Read Por favor, cuida de mamá Online
Authors: Kyung-Sook Shin
Las noches de verano en que sacábamos el brasero a este patio y hacíamos bollos al vapor fueron los mejores momentos que pasamos en él. Hyong-chol hacía un fuego con residuos orgánicos para ahuyentar a los mosquitos, y los más pequeños se sentaban en la tarima y esperaban a que los bollos terminaran de cocerse sobre el brasero. En cuanto ponía los bollos recién hechos en una bandeja de mimbre, las manos salían disparadas y todos los bollos desaparecían. Los niños tardaban menos tiempo en comerlos que yo en hacerlos. Mientras echaba ramitas al brasero, los veía tumbarse de nuevo en la tarima, a la espera de otra tanda de bollos, y me asustaba un poco. ¡Cómo comían! A pesar del fuego, los mosquitos se me pegaban a los brazos y los muslos y me chupaban la sangre, y mientras la noche se hacía más oscura, los niños se comían todos los bollos y esperaban a que yo hiciera más. Había noches de verano en que, uno por uno, se quedaban dormidos, tumbados unos sobre otros, a la espera de más bollos.

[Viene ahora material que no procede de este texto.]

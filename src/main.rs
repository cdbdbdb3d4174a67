//! mscgen-embed CLI entry point.
//!
//! Builds a directory of Markdown documents to HTML or LaTeX, rendering
//! embedded mscgen charts on the way.

use anyhow::{Context, Result};
use clap::{ArgAction, Parser};
use std::path::PathBuf;

use mscgen_embed::host::config::parse_override;
use mscgen_embed::host::{App, BuildOptions, BuilderKind, build};
use mscgen_embed::mscgen::MscgenExtension;

#[derive(Parser, Debug)]
#[command(name = "mscgen-embed")]
#[command(version)]
#[command(about = "Build Markdown docs with embedded mscgen charts", long_about = None)]
struct Args {
    /// Output format
    #[arg(short, long, value_enum, default_value_t = BuilderKind::Html)]
    builder: BuilderKind,

    /// Configuration file (default: <SOURCEDIR>/conf.toml)
    #[arg(short, long)]
    config: Option<PathBuf>,

    /// Override a configuration value
    #[arg(short = 'D', value_name = "NAME=VALUE")]
    define: Vec<String>,

    /// More log output (-v debug, -vv trace)
    #[arg(short, long, action = ArgAction::Count)]
    verbose: u8,

    /// Directory containing the Markdown sources
    sourcedir: PathBuf,

    /// Directory the output is written to
    outdir: PathBuf,
}

fn main() -> Result<()> {
    let args = Args::parse();

    let level = match args.verbose {
        0 => "info",
        1 => "debug",
        _ => "trace",
    };
    env_logger::Builder::from_env(env_logger::Env::default().default_filter_or(level)).init();

    let mut app = App::new();
    app.setup_extension(&MscgenExtension);

    let overrides = args
        .define
        .iter()
        .map(|arg| parse_override(arg))
        .collect::<Result<Vec<_>, _>>()?;

    let options = BuildOptions {
        srcdir: args.sourcedir.clone(),
        outdir: args.outdir.clone(),
        builder: args.builder,
        config_file: args.config,
        overrides,
    };

    let report = build(&app, &options)
        .with_context(|| format!("Failed to build {}", args.sourcedir.display()))?;

    log::info!(
        "build succeeded, {} {} page(s) in {}",
        report.outputs.len(),
        args.builder.name(),
        args.outdir.display()
    );
    Ok(())
}
//! Markdown events to LaTeX.

use pulldown_cmark::{Event, HeadingLevel, Tag, TagEnd};

pub fn push_latex<'a, I>(out: &mut String, events: I)
where
    I: Iterator<Item = Event<'a>>,
{
    let mut in_code_block = false;

    for event in events {
        match event {
            Event::Start(tag) => match tag {
                Tag::Heading { level, .. } => {
                    out.push_str("\n\\");
                    out.push_str(section_command(level));
                    out.push('{');
                }
                Tag::Paragraph => out.push('\n'),
                Tag::Emphasis => out.push_str("\\emph{"),
                Tag::Strong => out.push_str("\\textbf{"),
                Tag::CodeBlock(_) => {
                    in_code_block = true;
                    out.push_str("\n\\begin{verbatim}\n");
                }
                Tag::List(Some(_)) => out.push_str("\n\\begin{enumerate}\n"),
                Tag::List(None) => out.push_str("\n\\begin{itemize}\n"),
                Tag::Item => out.push_str("\\item "),
                Tag::Link { dest_url, .. } => {
                    out.push_str("\\href{");
                    out.push_str(&dest_url.replace('%', "\\%").replace('#', "\\#"));
                    out.push_str("}{");
                }
                _ => {}
            },
            Event::End(tag) => match tag {
                TagEnd::Heading(_) => out.push_str("}\n"),
                TagEnd::Paragraph => out.push('\n'),
                TagEnd::Emphasis | TagEnd::Strong | TagEnd::Link => out.push('}'),
                TagEnd::CodeBlock => {
                    in_code_block = false;
                    out.push_str("\\end{verbatim}\n");
                }
                TagEnd::List(true) => out.push_str("\\end{enumerate}\n"),
                TagEnd::List(false) => out.push_str("\\end{itemize}\n"),
                TagEnd::Item => out.push('\n'),
                _ => {}
            },
            Event::Text(text) if in_code_block => out.push_str(&text),
            Event::Text(text) => out.push_str(&escape(&text)),
            Event::Code(code) => {
                out.push_str("\\texttt{");
                out.push_str(&escape(&code));
                out.push('}');
            }
            Event::SoftBreak => out.push('\n'),
            Event::HardBreak => out.push_str("\\\\\n"),
            Event::Rule => out.push_str("\n\\noindent\\rule{\\linewidth}{0.4pt}\n"),
            _ => {}
        }
    }
}

fn section_command(level: HeadingLevel) -> &'static str {
    match level {
        HeadingLevel::H1 => "section",
        HeadingLevel::H2 => "subsection",
        HeadingLevel::H3 => "subsubsection",
        HeadingLevel::H4 => "paragraph",
        HeadingLevel::H5 | HeadingLevel::H6 => "subparagraph",
    }
}

/// Escapes LaTeX special characters in running text.
pub fn escape(text: &str) -> String {
    let mut out = String::with_capacity(text.len());
    for c in text.chars() {
        match c {
            '\\' => out.push_str("\\textbackslash{}"),
            '{' | '}' | '$' | '&' | '#' | '_' | '%' => {
                out.push('\\');
                out.push(c);
            }
            '~' => out.push_str("\\textasciitilde{}"),
            '^' => out.push_str("\\textasciicircum{}"),
            _ => out.push(c),
        }
    }
    out
}
//! Build Markdown documentation with embedded mscgen message sequence charts.

pub mod domain;
pub mod host;
pub mod infra;
pub mod mscgen;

Mientras dormían, yo hacía el resto de los bollos, los ponía en una cesta encima de la tarima, los tapaba, y me echaba a dormir. El rocío del amanecer endurecía ligeramente la capa superior de los bollos hechos al vapor. En cuanto los niños se despertaban, se acercaban a la cesta y comían más. Por eso a mis hijos todavía les gustan los bollos fríos, con la capa exterior ligeramente más dura. Había noches de verano como ésa. Noches de verano en que caían estrellas del cielo.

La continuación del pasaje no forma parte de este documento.